The game was televised on ESPN and ESPN Deportes, and broadcast on ESPN Radio and XM Satellite Radio.

==Background==
Houston, in their first year under newly hired Tom Herman, raced off to a 10–0 start and a #13 ranking, but a loss to Connecticut opened up a chance for Navy to swoop in and win the division title. However, the Cougars beat the Midshipmen handily to win the West Division and qualify for the first-ever American Athletic Conference championship game. Their victory over Temple the following week gave Houston their first conference title since 2006. Since the Cougars were the highest ranked "Group of Five" ranked team, they were selected to play in the Peach Bowl. This was their first major bowl appearance since the 1985 Cotton Bowl Classic.
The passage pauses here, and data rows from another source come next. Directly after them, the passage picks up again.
//! Scheme
//!
//! Maps (group, version, kind) to registered type paths and holds the
//! conversion functions between versions of a kind. Objects are carried as
//! JSON values with `apiVersion` and `kind` fields.
//!
//! Conversions between two external versions go through the internal
//! version of the source group, then that of the target group, unless a
//! direct function was registered. Steps without a registered function copy
//! the object field for field.

use std::collections::{BTreeMap, BTreeSet, HashMap};
use std::fmt;
use std::sync::{Arc, RwLock, RwLockReadGuard, RwLockWriteGuard};

use serde_json::Value;
use tracing::debug;

use crate::error::SchemeError;
use crate::version::{GroupVersion, GroupVersionKind};

/// Converts one object representation into another
pub type ConversionFn = Arc<dyn Fn(&Value) -> Result<Value, String> + Send + Sync>;

/// Maps a (label, value) field selector onto the internal field name
pub type FieldLabelFn = Arc<dyn Fn(&str, &str) -> Result<(String, String), String> + Send + Sync>;

/// Converts objects between versions of the same kind
pub trait ObjectConvertor: Send + Sync {
    /// Convert `obj` to the same kind in `target`
    fn convert_to_version(&self, obj: &Value, target: &GroupVersion) -> Result<Value, SchemeError>;

    /// Convert a field selector label for `kind` in `version`
    fn convert_field_label(
        &self,
        version: &GroupVersion,
        kind: &str,
        label: &str,
        value: &str,
    ) -> Result<(String, String), SchemeError>;
}

#[derive(Default)]
struct SchemeState {
    known_types: HashMap<GroupVersionKind, String>,
    type_to_kinds: HashMap<String, Vec<GroupVersionKind>>,
    conversions: HashMap<(GroupVersionKind, GroupVersionKind), ConversionFn>,
    field_labels: HashMap<(GroupVersion, String), FieldLabelFn>,
}

/// Registry of known types and conversions, shared across API groups
#[derive(Default)]
pub struct Scheme {
    state: RwLock<SchemeState>,
}

impl fmt::Debug for Scheme {
    fn fmt(&self, f: &mut fmt::Formatter<'_>) -> fmt::Result {
        let state = self.read();
        f.debug_struct("Scheme")
            .field("known_types", &state.known_types.len())
            .field("conversions", &state.conversions.len())
            .finish()
    }
}

impl Scheme {
    pub fn new() -> Self {
        Self::default()
    }

    fn read(&self) -> RwLockReadGuard<'_, SchemeState> {
        self.state.read().unwrap_or_else(|e| e.into_inner())
    }

    fn write(&self) -> RwLockWriteGuard<'_, SchemeState> {
        self.state.write().unwrap_or_else(|e| e.into_inner())
    }

    /// Register `(kind, type_path)` pairs under `gv`.
    ///
    /// Re-registering the same type for a kind is a no-op; a different type
    /// for an existing kind is rejected and nothing from the call is applied.
    pub fn add_known_types(&self, gv: &GroupVersion, types: &[(&str, &str)]) -> Result<(), SchemeError> {
        let mut state = self.write();

        for (kind, type_path) in types {
            let gvk = gv.with_kind(*kind);
            if let Some(existing) = state.known_types.get(&gvk) {
                if existing.as_str() != *type_path {
                    return Err(SchemeError::TypeConflict {
                        gvk,
                        existing: existing.clone(),
                        requested: type_path.to_string(),
                    });
                }
            }
        }

        for (kind, type_path) in types {
            let gvk = gv.with_kind(*kind);
            if state.known_types.contains_key(&gvk) {
                continue;
            }
            debug!(gvk = %gvk, type_path = *type_path, "registering known type");
            state.known_types.insert(gvk.clone(), type_path.to_string());
            state
                .type_to_kinds
                .entry(type_path.to_string())
                .or_default()
                .push(gvk);
        }

        Ok(())
    }

    /// Kinds registered for `gv`, mapped to their type paths
    pub fn known_types(&self, gv: &GroupVersion) -> BTreeMap<String, String> {
        self.read()
            .known_types
            .iter()
            .filter(|(gvk, _)| gvk.group == gv.group && gvk.version == gv.version)
            .map(|(gvk, path)| (gvk.kind.clone(), path.clone()))
            .collect()
    }

    pub fn recognizes(&self, gvk: &GroupVersionKind) -> bool {
        self.read().known_types.contains_key(gvk)
    }

    /// All group/version/kinds a type path is registered under
    pub fn object_kinds(&self, type_path: &str) -> Vec<GroupVersionKind> {
        self.read()
            .type_to_kinds
            .get(type_path)
            .cloned()
            .unwrap_or_default()
    }

    /// Every version with at least one known type in `group`, internal included
    pub fn versions_for_group(&self, group: &str) -> Vec<GroupVersion> {
        self.read()
            .known_types
            .keys()
            .filter(|gvk| gvk.group == group)
            .map(|gvk| gvk.group_version())
            .collect::<BTreeSet<_>>()
            .into_iter()
            .collect()
    }

    pub fn add_conversion_fn<F>(&self, from: GroupVersionKind, to: GroupVersionKind, f: F)
    where
        F: Fn(&Value) -> Result<Value, String> + Send + Sync + 'static,
    {
        self.write().conversions.insert((from, to), Arc::new(f));
    }

    pub fn add_field_label_conversion_fn<F>(&self, gv: &GroupVersion, kind: &str, f: F)
    where
        F: Fn(&str, &str) -> Result<(String, String), String> + Send + Sync + 'static,
    {
        self.write()
            .field_labels
            .insert((gv.clone(), kind.to_string()), Arc::new(f));
    }

    fn convert_step(&self, obj: &Value, from: &GroupVersionKind, to: &GroupVersionKind) -> Result<Value, SchemeError> {
        let f = self.read().conversions.get(&(from.clone(), to.clone())).cloned();
        let mut out = match f {
            Some(f) => f(obj).map_err(|reason| SchemeError::ConversionFailed {
                from: from.clone(),
                to: to.clone(),
                reason,
            })?,
            None => obj.clone(),
        };
        set_type_meta(&mut out, to);
        Ok(out)
    }
}

/// Read the group/version/kind an object declares
pub fn object_gvk(obj: &Value) -> Result<GroupVersionKind, SchemeError> {
    let api_version = obj.get("apiVersion").and_then(Value::as_str);
    let kind = obj.get("kind").and_then(Value::as_str);
    match (api_version, kind) {
        (Some(api_version), Some(kind)) if !kind.is_empty() => {
            Ok(GroupVersion::parse(api_version)?.with_kind(kind))
        }
        _ => Err(SchemeError::MissingTypeMeta),
    }
}

fn set_type_meta(obj: &mut Value, gvk: &GroupVersionKind) {
    if let Value::Object(map) = obj {
        map.insert(
            "apiVersion".to_string(),
            Value::String(gvk.group_version().to_string()),
        );
        map.insert("kind".to_string(), Value::String(gvk.kind.clone()));
    }
}

impl ObjectConvertor for Scheme {
    fn convert_to_version(&self, obj: &Value, target: &GroupVersion) -> Result<Value, SchemeError> {
        let from = object_gvk(obj)?;
        if !self.recognizes(&from) {
            return Err(SchemeError::NotRegistered {
                version: from.group_version().to_string(),
                kind: from.kind,
            });
        }

        let to = target.with_kind(from.kind.clone());
        if from == to {
            return Ok(obj.clone());
        }
        if !self.recognizes(&to) {
            return Err(SchemeError::NotRegistered {
                kind: to.kind,
                version: target.to_string(),
            });
        }

        let direct = self.read().conversions.contains_key(&(from.clone(), to.clone()));
        if direct {
            return self.convert_step(obj, &from, &to);
        }

        // from -> internal(from.group) -> internal(to.group) -> to, skipping
        // hubs the scheme does not know
        let mut current = obj.clone();
        let mut at = from;

        let source_hub = GroupVersion::internal(at.group.clone()).with_kind(at.kind.clone());
        if !at.group_version().is_internal() && self.recognizes(&source_hub) {
            current = self.convert_step(&current, &at, &source_hub)?;
            at = source_hub;
        }

        let target_hub = GroupVersion::internal(to.group.clone()).with_kind(to.kind.clone());
        if at != target_hub && to != target_hub && self.recognizes(&target_hub) {
            current = self.convert_step(&current, &at, &target_hub)?;
            at = target_hub;
        }

        if at != to {
            current = self.convert_step(&current, &at, &to)?;
        }
        Ok(current)
    }

    fn convert_field_label(
        &self,
        version: &GroupVersion,
        kind: &str,
        label: &str,
        value: &str,
    ) -> Result<(String, String), SchemeError> {
        let f = self
            .read()
            .field_labels
            .get(&(version.clone(), kind.to_string()))
            .cloned();

        let unsupported = || SchemeError::FieldLabelNotSupported {
            version: version.clone(),
            kind: kind.to_string(),
            label: label.to_string(),
        };

        match f {
            Some(f) => f(label, value).map_err(|_| unsupported()),
            None if label == "metadata.name" || label == "metadata.namespace" => {
                Ok((label.to_string(), value.to_string()))
            }
            None => Err(unsupported()),
        }
    }
}
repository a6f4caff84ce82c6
//! Error types for the API group registry

use thiserror::Error;

use crate::version::{GroupVersion, GroupVersionKind};

/// Result type for installer operations
pub type Result<T, E = InstallError> = std::result::Result<T, E>;

/// GroupVersion parsing errors
#[derive(Error, Debug, Clone, PartialEq, Eq)]
pub enum VersionParseError {
    #[error("unexpected GroupVersion string: {0}")]
    TooManySegments(String),

    #[error("invalid group name {0:?}")]
    InvalidGroup(String),

    #[error("invalid version {0:?}")]
    InvalidVersion(String),
}

/// Shared registry errors
#[derive(Error, Debug, Clone, PartialEq, Eq)]
pub enum RegistryError {
    #[error("attempted to enable an unregistered version {0}")]
    UnregisteredVersion(GroupVersion),

    #[error("the group {0:?} has already been registered")]
    GroupAlreadyRegistered(String),
}

/// Scheme errors
#[derive(Error, Debug, Clone, PartialEq, Eq)]
pub enum SchemeError {
    #[error("double registration of different types for {gvk}: old={existing}, new={requested}")]
    TypeConflict {
        gvk: GroupVersionKind,
        existing: String,
        requested: String,
    },

    #[error("no kind {kind:?} is registered for version {version:?}")]
    NotRegistered { kind: String, version: String },

    #[error("object has no apiVersion or kind")]
    MissingTypeMeta,

    #[error("invalid apiVersion: {0}")]
    InvalidApiVersion(#[from] VersionParseError),

    #[error("conversion from {from} to {to} failed: {reason}")]
    ConversionFailed {
        from: GroupVersionKind,
        to: GroupVersionKind,
        reason: String,
    },

    #[error("field label not supported: {label} (kind {kind}, version {version})")]
    FieldLabelNotSupported {
        version: GroupVersion,
        kind: String,
        label: String,
    },
}

/// Metadata accessor errors
#[derive(Error, Debug, Clone, PartialEq, Eq)]
pub enum AccessorError {
    #[error("object is not a JSON object")]
    NotAnObject,

    #[error("field {0} has an unexpected type")]
    InvalidField(&'static str),
}

/// REST mapping and interfaces resolution errors
#[derive(Error, Debug, Clone, PartialEq, Eq)]
pub enum MapperError {
    #[error("unsupported storage version: {version} (valid: [{}])", join_versions(.valid))]
    UnsupportedStorageVersion {
        version: GroupVersion,
        valid: Vec<GroupVersion>,
    },

    #[error("no matches for kind {kind:?} in group {group:?}")]
    NoKindMatch { group: String, kind: String },

    #[error("no matches for resource {0}")]
    NoResourceMatch(String),

    #[error("resource {resource} matches multiple kinds: {}", .matches.join(", "))]
    AmbiguousResource {
        resource: String,
        matches: Vec<String>,
    },
}

fn join_versions(versions: &[GroupVersion]) -> String {
    versions
        .iter()
        .map(|v| v.to_string())
        .collect::<Vec<_>>()
        .join(", ")
}

/// Group installation errors
///
/// Everything here is fatal at startup: the host process is expected to
/// abort when `install_group` returns one of these.
#[derive(Error, Debug)]
pub enum InstallError {
    #[error("registry error: {0}")]
    Registry(#[from] RegistryError),

    #[error("scheme error: {0}")]
    Scheme(#[from] SchemeError),

    #[error("no enabled versions supplied for group {0:?}")]
    NoVersions(String),

    #[error("group {group:?} declares version {version} of another group")]
    ForeignVersion { group: String, version: GroupVersion },

    #[error("post-install hook for group {group:?} failed: {source}")]
    Hook {
        group: String,
        #[source]
        source: Box<InstallError>,
    },
}
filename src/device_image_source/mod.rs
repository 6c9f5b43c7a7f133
pub mod impl_desktop;
pub mod impl_fake;
pub mod interface;
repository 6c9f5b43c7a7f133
use crate::device_dialog::interface::{Advisory, Prompt};
use crate::game::core::{Dialog, Notice, Score};
use rand::Rng;

const APP_TITLE: &str = "WhatsIt";

pub const WE_WIN: [&str; 10] = [
    "I told you I was smart.",
    "Machines 1, humans 0.",
    "Not bad for a bunch of numbers, huh?",
    "You can't fool me that easily.",
    "My neurons are on fire today.",
    "Maybe try something harder next time?",
    "I'm getting the hang of this.",
    "Another win for artificial intelligence.",
    "Was that too easy for me?",
    "I could do this all day.",
];

pub const I_GUESSED_WRONG: [&str; 10] = [
    "I'll do better next time, I promise.",
    "Even the smartest machines have off days.",
    "You got me there.",
    "Hmm, that looked different in my training data.",
    "Okay, you win this round.",
    "I need more coffee. Or electricity.",
    "Give me another chance?",
    "I guess I'm still learning.",
    "That was a tricky one.",
    "Don't tell my programmers about this.",
];

pub fn closing_comment<R: Rng + ?Sized>(score: &Score, rng: &mut R) -> &'static str {
    let comments = if score.we_win() {
        &WE_WIN
    } else {
        &I_GUESSED_WRONG
    };
    comments[rng.random_range(0..comments.len())]
}

pub fn results_message(score: &Score, comment: &str) -> String {
    format!(
        "Right guesses: {}\nWrong guesses: {}\n\n{}\n\n Do you want to play again?",
        score.right, score.wrong, comment
    )
}

fn prompt(title: &str, message: String, positive: &str, negative: &str) -> Prompt {
    Prompt {
        title: title.to_string(),
        message,
        positive: positive.to_string(),
        negative: negative.to_string(),
    }
}

pub fn render_dialog<R: Rng + ?Sized>(dialog: &Dialog, rng: &mut R) -> Prompt {
    match dialog {
        Dialog::Start => prompt(
            APP_TITLE,
            "I'm an artificial intelligence being. Want to see how smart I am? \
             You show me a picture, and I'll guess what it is."
                .to_string(),
            "I'll play",
            "I'll skip",
        ),
        Dialog::SourceChoice => prompt(
            APP_TITLE,
            "Camera or photo library?".to_string(),
            "Camera",
            "Photo Library",
        ),
        Dialog::Guess { label } => prompt(APP_TITLE, format!("Is it a {} ?", label), "Yes", "No"),
        Dialog::Results { score } => prompt(
            "Results",
            results_message(score, closing_comment(score, rng)),
            "I'll play",
            "I'll skip",
        ),
        Dialog::ClassificationFailed { message } => prompt(
            "I couldn't make it out",
            format!("{}\n\nShall I try that picture again?", message),
            "Retry",
            "Abandon",
        ),
    }
}

pub fn render_notice(notice: Notice) -> Advisory {
    match notice {
        Notice::PermissionsRequired => Advisory {
            title: Some("Please grant those permissions".to_string()),
            message: "Camera and storage access are required to play. \
                      Install the capture program, then choose Play again."
                .to_string(),
        },
        Notice::NoImage => Advisory {
            title: None,
            message: "No photos were found or selected".to_string(),
        },
        Notice::NotConnected => Advisory {
            title: Some("You are not connected to the network".to_string()),
            message: "Please turn on WiFi for best performance".to_string(),
        },
        Notice::ClassificationAbandoned => Advisory {
            title: None,
            message: "Let's try a different picture".to_string(),
        },
        Notice::ThanksForPlaying => Advisory {
            title: None,
            message: "Thanks for playing!".to_string(),
        },
    }
}
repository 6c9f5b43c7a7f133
use crate::device_image_source::interface::Image;
use async_trait::async_trait;
use thiserror::Error;

#[derive(Debug, Clone, PartialEq)]
pub struct Classification {
    pub label: String,
    pub score: f32,
}

/// Carried inside game events, so every variant owns plain data.
#[derive(Debug, Clone, PartialEq, Error)]
pub enum ClassifyError {
    #[error("No API key configured for the classification service")]
    MissingApiKey,
    #[error("Could not reach the classification service: {0}")]
    Transport(String),
    #[error("Classification service answered {status}: {body}")]
    Status { status: u16, body: String },
    #[error("Unexpected response from the classification service: {0}")]
    MalformedResponse(String),
    #[error("The service could not classify the image: {0}")]
    Image(String),
    #[error("Nothing recognised with a score of at least {threshold}")]
    NoConfidentLabel { threshold: f32 },
}

#[async_trait]
pub trait ImageClassifier {
    /// Top label for the image, never below the configured threshold.
    async fn classify(&self, image: &Image) -> Result<Classification, ClassifyError>;
}
use std::error::Error;
use std::sync::mpsc::Receiver;

/// A two-button question, like an alert dialog with positive and negative
/// buttons.
#[derive(Debug, Clone, PartialEq, Eq)]
pub struct Prompt {
    pub title: String,
    pub message: String,
    pub positive: String,
    pub negative: String,
}

#[derive(Debug, Clone, Copy, PartialEq, Eq)]
pub enum Answer {
    Positive,
    Negative,
}

/// Shown without waiting for the player.
#[derive(Debug, Clone, PartialEq, Eq)]
pub struct Advisory {
    pub title: Option<String>,
    pub message: String,
}

/// Actions the player can take outside of any prompt.
#[derive(Debug, Clone, Copy, PartialEq, Eq)]
pub enum DeviceDialogEvent {
    Replay,
    Closed,
}

pub trait DeviceDialog {
    /// Blocks until answered. Errors when the prompt is withdrawn (closed,
    /// replaced by a newer prompt, replay requested); the reason for the
    /// withdrawal arrives separately through `events`.
    fn ask(&self, prompt: &Prompt) -> Result<Answer, Box<dyn Error + Send + Sync>>;

    fn notify(&self, advisory: &Advisory) -> Result<(), Box<dyn Error + Send + Sync>>;

    /// Only the first caller gets the receiver.
    fn events(&self) -> Option<Receiver<DeviceDialogEvent>>;
}
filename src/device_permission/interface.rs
#[derive(Debug, Clone, Copy, PartialEq, Eq)]
pub enum Capability {
    Camera,
    Storage,
}

pub const REQUIRED_CAPABILITIES: [Capability; 2] = [Capability::Camera, Capability::Storage];

pub trait DevicePermission {
    /// True only when every capability is available.
    fn ensure_granted(
        &self,
        capabilities: &[Capability],
    ) -> Result<bool, Box<dyn std::error::Error + Send + Sync>>;
}
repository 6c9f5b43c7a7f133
use crate::device_dialog::interface::{Advisory, Answer, DeviceDialog, DeviceDialogEvent, Prompt};
use crate::library::logger::interface::Logger;
use std::collections::VecDeque;
use std::error::Error;
use std::sync::mpsc::{channel, Receiver, Sender};
use std::sync::{Arc, Mutex, PoisonError};

/// Answers prompts from a script and closes itself once the script runs out.
pub struct DeviceDialogFake {
    logger: Arc<dyn Logger + Send + Sync>,
    script: Mutex<VecDeque<Answer>>,
    prompts: Mutex<Vec<Prompt>>,
    advisories: Mutex<Vec<Advisory>>,
    event_sender: Sender<DeviceDialogEvent>,
    event_receiver: Mutex<Option<Receiver<DeviceDialogEvent>>>,
}

impl DeviceDialogFake {
    pub fn new(script: Vec<Answer>, logger: Arc<dyn Logger + Send + Sync>) -> Self {
        let (event_sender, event_receiver) = channel();
        Self {
            logger: logger.with_namespace("dialog").with_namespace("fake"),
            script: Mutex::new(script.into()),
            prompts: Mutex::new(vec![]),
            advisories: Mutex::new(vec![]),
            event_sender,
            event_receiver: Mutex::new(Some(event_receiver)),
        }
    }

    pub fn prompts(&self) -> Vec<Prompt> {
        self.prompts
            .lock()
            .unwrap_or_else(PoisonError::into_inner)
            .clone()
    }

    pub fn advisories(&self) -> Vec<Advisory> {
        self.advisories
            .lock()
            .unwrap_or_else(PoisonError::into_inner)
            .clone()
    }
}

impl DeviceDialog for DeviceDialogFake {
    fn ask(&self, prompt: &Prompt) -> Result<Answer, Box<dyn Error + Send + Sync>> {
        self.logger.info(&format!("ask {:?}", prompt))?;
        self.prompts
            .lock()
            .unwrap_or_else(PoisonError::into_inner)
            .push(prompt.clone());

        let next = self
            .script
            .lock()
            .unwrap_or_else(PoisonError::into_inner)
            .pop_front();

        match next {
            Some(answer) => {
                self.logger.info(&format!("answer {:?}", answer))?;
                Ok(answer)
            }
            None => {
                self.logger.info("script exhausted, closing")?;
                let _ = self.event_sender.send(DeviceDialogEvent::Closed);
                Err("Dialog closed".into())
            }
        }
    }

    fn notify(&self, advisory: &Advisory) -> Result<(), Box<dyn Error + Send + Sync>> {
        self.logger.info(&format!("notify {:?}", advisory))?;
        self.advisories
            .lock()
            .unwrap_or_else(PoisonError::into_inner)
            .push(advisory.clone());
        Ok(())
    }

    fn events(&self) -> Option<Receiver<DeviceDialogEvent>> {
        self.event_receiver
            .lock()
            .unwrap_or_else(PoisonError::into_inner)
            .take()
    }
}
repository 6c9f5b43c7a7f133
pub mod impl_console;
pub mod interface;
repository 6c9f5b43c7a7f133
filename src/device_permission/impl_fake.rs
use crate::device_permission::interface::{Capability, DevicePermission};
use crate::library::logger::interface::Logger;
use std::sync::atomic::{AtomicBool, Ordering};
use std::sync::Arc;

pub struct DevicePermissionFake {
    granted: AtomicBool,
    logger: Arc<dyn Logger + Send + Sync>,
}

impl DevicePermissionFake {
    pub fn new(granted: bool, logger: Arc<dyn Logger + Send + Sync>) -> Self {
        Self {
            granted: AtomicBool::new(granted),
            logger: logger.with_namespace("permission").with_namespace("fake"),
        }
    }

    #[allow(dead_code)]
    pub fn set_granted(&self, granted: bool) {
        self.granted.store(granted, Ordering::SeqCst);
    }
}

impl DevicePermission for DevicePermissionFake {
    fn ensure_granted(
        &self,
        capabilities: &[Capability],
    ) -> Result<bool, Box<dyn std::error::Error + Send + Sync>> {
        let granted = self.granted.load(Ordering::SeqCst);
        self.logger
            .info(&format!("{:?} granted={}", capabilities, granted))?;
        Ok(granted)
    }
}
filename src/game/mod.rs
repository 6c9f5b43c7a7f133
pub mod core;
pub mod main;
pub mod render;
pub mod run_effect;

#[cfg(test)]
mod tests;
Florida State had started the season 6–0 before a loss to Georgia Tech on the final play of the game dropped them from #9 to #17 ranked. A loss to then #3-ranked Clemson curtailed Atlantic Division title hopes in the Atlantic Coast Conference. This was the Seminoles' first Peach Bowl since 2010.

==Game summary==
===Scoring summary===

Source:

Scoring summary
| Quarter | Time | Drive |  |  | Team | Scoring information | Score |  |
| Plays | Yards | TOP | HOU | FSU |
| 1 | 5:17 | 11 | 64 | 3:33 | HOU | Greg Ward Jr. 7-yard touchdown run, Ty Cummings kick good | 7 | 0 |
| 1 | 0:37 | 10 | 88 | 4:40 | FSU | 20-yard field goal by Roberto Aguayo | 7 | 3 |
| 2 | 6:11 | 7 | 75 | 2:07 | HOU | Chance Allen 20-yard touchdown reception from Demarcus Ayers, Ty Cummings kick good | 14 | 3 |
| 2 | 4:30 | 3 | 17 | 0:54 | HOU | Greg Ward Jr. 6-yard touchdown run, Ty Cummings kick good | 21 | 3 |
| 3 | 10:18 | 9 | 59 | 3:29 | FSU | Dalvin Cook 1-yard touchdown run, Roberto Aguayo kick good | 21 | 10 |
| 4 | 12:50 | 10 | 49 | 2:18 | HOU | 39-yard field goal by Ty Cummings | 24 | 10 |
| 4 | 11:12 | 4 | 75 | 1:38 | FSU | Travis Rudolph 65-yard touchdown reception from Sean Maguire, Roberto Aguayo kick good | 24 | 17 |
| 4 | 6:08 | 12 | 75 | 5:04 | HOU | Chance Allen 17-yard touchdown reception from Greg Ward Jr., Ty Cummings kick good | 31 | 17 |
| 4 | 4:55 | 5 | 75 | 1:13 | FSU | Bobo Wilson 14-yard touchdown reception from Sean Maguire, Roberto Aguayo kick good | 31 | 24 |
| 4 | 1:59 | 7 | 45 | 2:56 | HOU | Ryan Jackson 2-yard touchdown run, Ty Cummings kick good | 38 | 24 |
| "TOP" = time of possession. For other American football terms, see Glossary of American football. |  |  |  |  |  |  | 38 | 24 |

===Statistics===

| Statistics | HOU | FSU |
|---|---|---|
| First downs | 27 | 17 |
| Total offense, plays – yards | 99–448 | 71–413 |
| Rushes-yards (net) | 53–187 | 23–16 |
| Passing yards (net) | 261 | 397 |
| Passes, Comp-Att-Int | 28–46–1 | 23–48–4 |
| Time of Possession | 34:27 | 25:33 |

==Game notes==
- First loss by Jimbo Fisher to a non "Power 5" team at Florida State.